• Task description: Count the lines below that hold the string "ServerConfig". Give only that number.

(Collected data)

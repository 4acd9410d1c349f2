mod forest;
mod tree;

pub use forest::{ranked_feature_importances, FeatureImportance, ForestParams, RandomForest};
pub use tree::{ClassificationTree, TreeParams};
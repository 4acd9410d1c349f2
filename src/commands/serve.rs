use anyhow::Result;
use log::info;

use crate::context::AppContext;
use crate::server::{self, ServerConfig};

pub async fn run(app: &AppContext) -> Result<()> {
    let server_config = ServerConfig::from_env();
    info!(
        "Serving dashboard and API from {} (keystats: {})",
        server_config.bind_addr(),
        app.config().keystats_path.display()
    );
    server::serve(app.clone(), server_config).await
}
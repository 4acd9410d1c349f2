use log::info;
use serde::Serialize;

use crate::classifier::RandomForest;
use crate::dataset::{DatasetError, ForwardData};

/// One stock the model expects to outperform the index, with the forest's
/// confidence.
#[derive(Debug, Clone, Serialize)]
pub struct RankedPrediction {
    pub ticker: String,
    pub probability: f64,
}

/// Output of a prediction pass over the forward sample.
#[derive(Debug, Clone, Serialize)]
pub struct PredictionReport {
    /// Number of stocks predicted to outperform.
    pub total_stocks: usize,
    /// Their tickers, most confident first.
    pub predicted_stocks: Vec<String>,
    pub detailed_predictions: Vec<RankedPrediction>,
}

/// Score the forward sample and keep the rows whose positive probability
/// clears the cutoff, sorted most confident first.
pub fn predict(
    model: &RandomForest,
    forward: &ForwardData,
    probability_cutoff: f64,
) -> Result<PredictionReport, DatasetError> {
    if forward.feature_names.len() != model.n_features() {
        return Err(DatasetError::Schema(format!(
            "forward sample has {} feature columns but the model was trained on {}",
            forward.feature_names.len(),
            model.n_features()
        )));
    }

    let features: Vec<Vec<f64>> = forward.rows.iter().map(|row| row.features.clone()).collect();
    let probabilities = model.positive_probabilities(&features);

    let mut detailed: Vec<RankedPrediction> = forward
        .rows
        .iter()
        .zip(probabilities.iter())
        .filter(|(_, &p)| p > probability_cutoff)
        .map(|(row, &p)| RankedPrediction {
            ticker: row.ticker.clone(),
            probability: p,
        })
        .collect();
    detailed.sort_by(|a, b| b.probability.total_cmp(&a.probability));

    info!(
        "Predicted {} of {} forward stocks above cutoff {}",
        detailed.len(),
        forward.n_samples(),
        probability_cutoff
    );

    let predicted_stocks: Vec<String> = detailed.iter().map(|p| p.ticker.clone()).collect();
    Ok(PredictionReport {
        total_stocks: predicted_stocks.len(),
        predicted_stocks,
        detailed_predictions: detailed,
    })
}

#[cfg(test)]
mod tests {
    use super::*;
    use crate::classifier::ForestParams;
    use crate::dataset::ForwardRow;
    use chrono::NaiveDate;

    fn trained_model() -> RandomForest {
        let features: Vec<Vec<f64>> = (0..200).map(|i| vec![i as f64 / 20.0]).collect();
        let labels: Vec<bool> = (0..200).map(|i| i as f64 / 20.0 > 5.0).collect();
        let params = ForestParams {
            n_trees: 25,
            max_depth: 5,
            ..Default::default()
        };
        RandomForest::fit(params, &features, &labels).expect("fit")
    }

    fn forward(rows: Vec<(&str, f64)>) -> ForwardData {
        ForwardData {
            feature_names: vec!["signal".to_string()],
            rows: rows
                .into_iter()
                .map(|(ticker, value)| ForwardRow {
                    date: NaiveDate::from_ymd_opt(2025, 6, 1).unwrap(),
                    ticker: ticker.to_string(),
                    features: vec![value],
                })
                .collect(),
        }
    }

    #[test]
    fn keeps_only_confident_rows_sorted_descending() {
        let model = trained_model();
        let data = forward(vec![("LOW", 1.0), ("HIGH", 9.0), ("MID", 6.5)]);

        let report = predict(&model, &data, 0.5).expect("predict");
        assert_eq!(report.total_stocks, report.predicted_stocks.len());
        assert_eq!(report.total_stocks, report.detailed_predictions.len());

        let tickers: Vec<&str> = report
            .detailed_predictions
            .iter()
            .map(|p| p.ticker.as_str())
            .collect();
        assert!(tickers.contains(&"HIGH"));
        assert!(!tickers.contains(&"LOW"));
        for pair in report.detailed_predictions.windows(2) {
            assert!(pair[0].probability >= pair[1].probability);
        }
    }

    #[test]
    fn cutoff_of_one_predicts_nothing() {
        let model = trained_model();
        let data = forward(vec![("HIGH", 9.5)]);
        let report = predict(&model, &data, 1.0).expect("predict");
        assert_eq!(report.total_stocks, 0);
        assert!(report.predicted_stocks.is_empty());
        assert!(report.detailed_predictions.is_empty());
    }

    #[test]
    fn feature_count_mismatch_is_a_schema_error() {
        let model = trained_model();
        let data = ForwardData {
            feature_names: vec!["a".to_string(), "b".to_string()],
            rows: vec![],
        };
        let error = predict(&model, &data, 0.5).expect_err("should fail");
        assert!(matches!(error, DatasetError::Schema(_)));
    }
}
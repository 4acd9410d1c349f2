use anyhow::Result;
use log::info;

use crate::backtest::{self, BacktestSettings};
use crate::context::AppContext;

pub async fn run(app: &AppContext) -> Result<()> {
    info!("Running backtest over the historical dataset");
    let data = app.dataset()?;
    let settings = BacktestSettings::from_config(app.config());
    let report = backtest::run(data, &settings)?;
    println!("{}", serde_json::to_string_pretty(&report)?);
    Ok(())
}
use log::info;
use once_cell::sync::OnceCell;
use std::sync::Arc;

use crate::classifier::RandomForest;
use crate::config::AppConfig;
use crate::dataset::{self, ForwardData, TrainingData};
use crate::error::{ApiError, ApiResult};
use crate::labels::outperformance_labels;

/// Shared application state. The historical dataset and the model trained on
/// it are loaded once and cached for the lifetime of the process; the forward
/// sample is re-read on every prediction so a fresh fetch is picked up
/// without a restart.
#[derive(Clone)]
pub struct AppContext {
    inner: Arc<ContextInner>,
}

struct ContextInner {
    config: AppConfig,
    dataset: OnceCell<TrainingData>,
    model: OnceCell<RandomForest>,
}

impl AppContext {
    pub fn new(config: AppConfig) -> Self {
        Self {
            inner: Arc::new(ContextInner {
                config,
                dataset: OnceCell::new(),
                model: OnceCell::new(),
            }),
        }
    }

    pub fn config(&self) -> &AppConfig {
        &self.inner.config
    }

    /// The historical dataset, loaded on first use.
    pub fn dataset(&self) -> ApiResult<&TrainingData> {
        self.inner.dataset.get_or_try_init(|| {
            let config = &self.inner.config;
            let data = dataset::load_keystats(
                &config.keystats_path,
                config.index_column.as_deref(),
            )?;
            Ok(data)
        })
    }

    /// The forest trained on the full historical dataset, fit on first use.
    pub fn model(&self) -> ApiResult<&RandomForest> {
        self.inner.model.get_or_try_init(|| {
            let config = &self.inner.config;
            let data = self.dataset()?;
            let labels = outperformance_labels(
                &data.stock_changes(),
                &data.index_changes(),
                config.outperformance_threshold,
            );
            let model = RandomForest::fit(config.forest, &data.feature_matrix(), &labels)
                .map_err(|error| ApiError::ModelNotTrained(error.to_string()))?;
            info!(
                "Trained forest: {} trees over {} rows and {} features",
                model.n_trees(),
                data.n_samples(),
                data.n_features()
            );
            Ok(model)
        })
    }

    /// The forward sample, read fresh on every call.
    pub fn forward_sample(&self) -> ApiResult<ForwardData> {
        let config = &self.inner.config;
        let data = dataset::load_forward_sample(
            &config.forward_sample_path,
            config.index_column.as_deref(),
        )?;
        Ok(data)
    }
}

#[cfg(test)]
mod tests {
    use super::*;
    use std::io::Write;
    use std::path::PathBuf;

    const HEADER: &str =
        "Date,Unix,Ticker,Price,stock_p_change,SP500,SP500_p_change,Trailing P/E\n";

    fn write_keystats(dir: &std::path::Path, rows: usize) -> PathBuf {
        let path = dir.join("keystats.csv");
        let mut file = std::fs::File::create(&path).expect("create csv");
        file.write_all(HEADER.as_bytes()).expect("header");
        for i in 0..rows {
            let signal = i as f64 * 20.0 / rows as f64;
            writeln!(
                file,
                "2020-01-02,1577923200,T{i},100.0,{signal},3200.0,0.0,{signal}"
            )
            .expect("row");
        }
        path
    }

    #[test]
    fn dataset_and_model_are_cached_after_first_use() {
        let dir = tempfile::tempdir().expect("tempdir");
        let config = AppConfig {
            keystats_path: write_keystats(dir.path(), 100),
            ..Default::default()
        };
        let ctx = AppContext::new(config);

        let first = ctx.dataset().expect("dataset") as *const TrainingData;
        let second = ctx.dataset().expect("dataset") as *const TrainingData;
        assert_eq!(first, second);

        let model_a = ctx.model().expect("model") as *const RandomForest;
        let model_b = ctx.model().expect("model") as *const RandomForest;
        assert_eq!(model_a, model_b);
    }

    #[test]
    fn missing_keystats_surfaces_data_unavailable() {
        let config = AppConfig {
            keystats_path: PathBuf::from("no-such-keystats.csv"),
            ..Default::default()
        };
        let ctx = AppContext::new(config);
        let error = ctx.dataset().expect_err("should fail");
        assert!(matches!(error, ApiError::DataUnavailable(_)));
    }

    #[test]
    fn missing_forward_sample_surfaces_data_unavailable() {
        let config = AppConfig {
            forward_sample_path: PathBuf::from("no-such-forward.csv"),
            ..Default::default()
        };
        let ctx = AppContext::new(config);
        let error = ctx.forward_sample().expect_err("should fail");
        assert!(matches!(error, ApiError::DataUnavailable(_)));
    }
}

• Response to the task: 2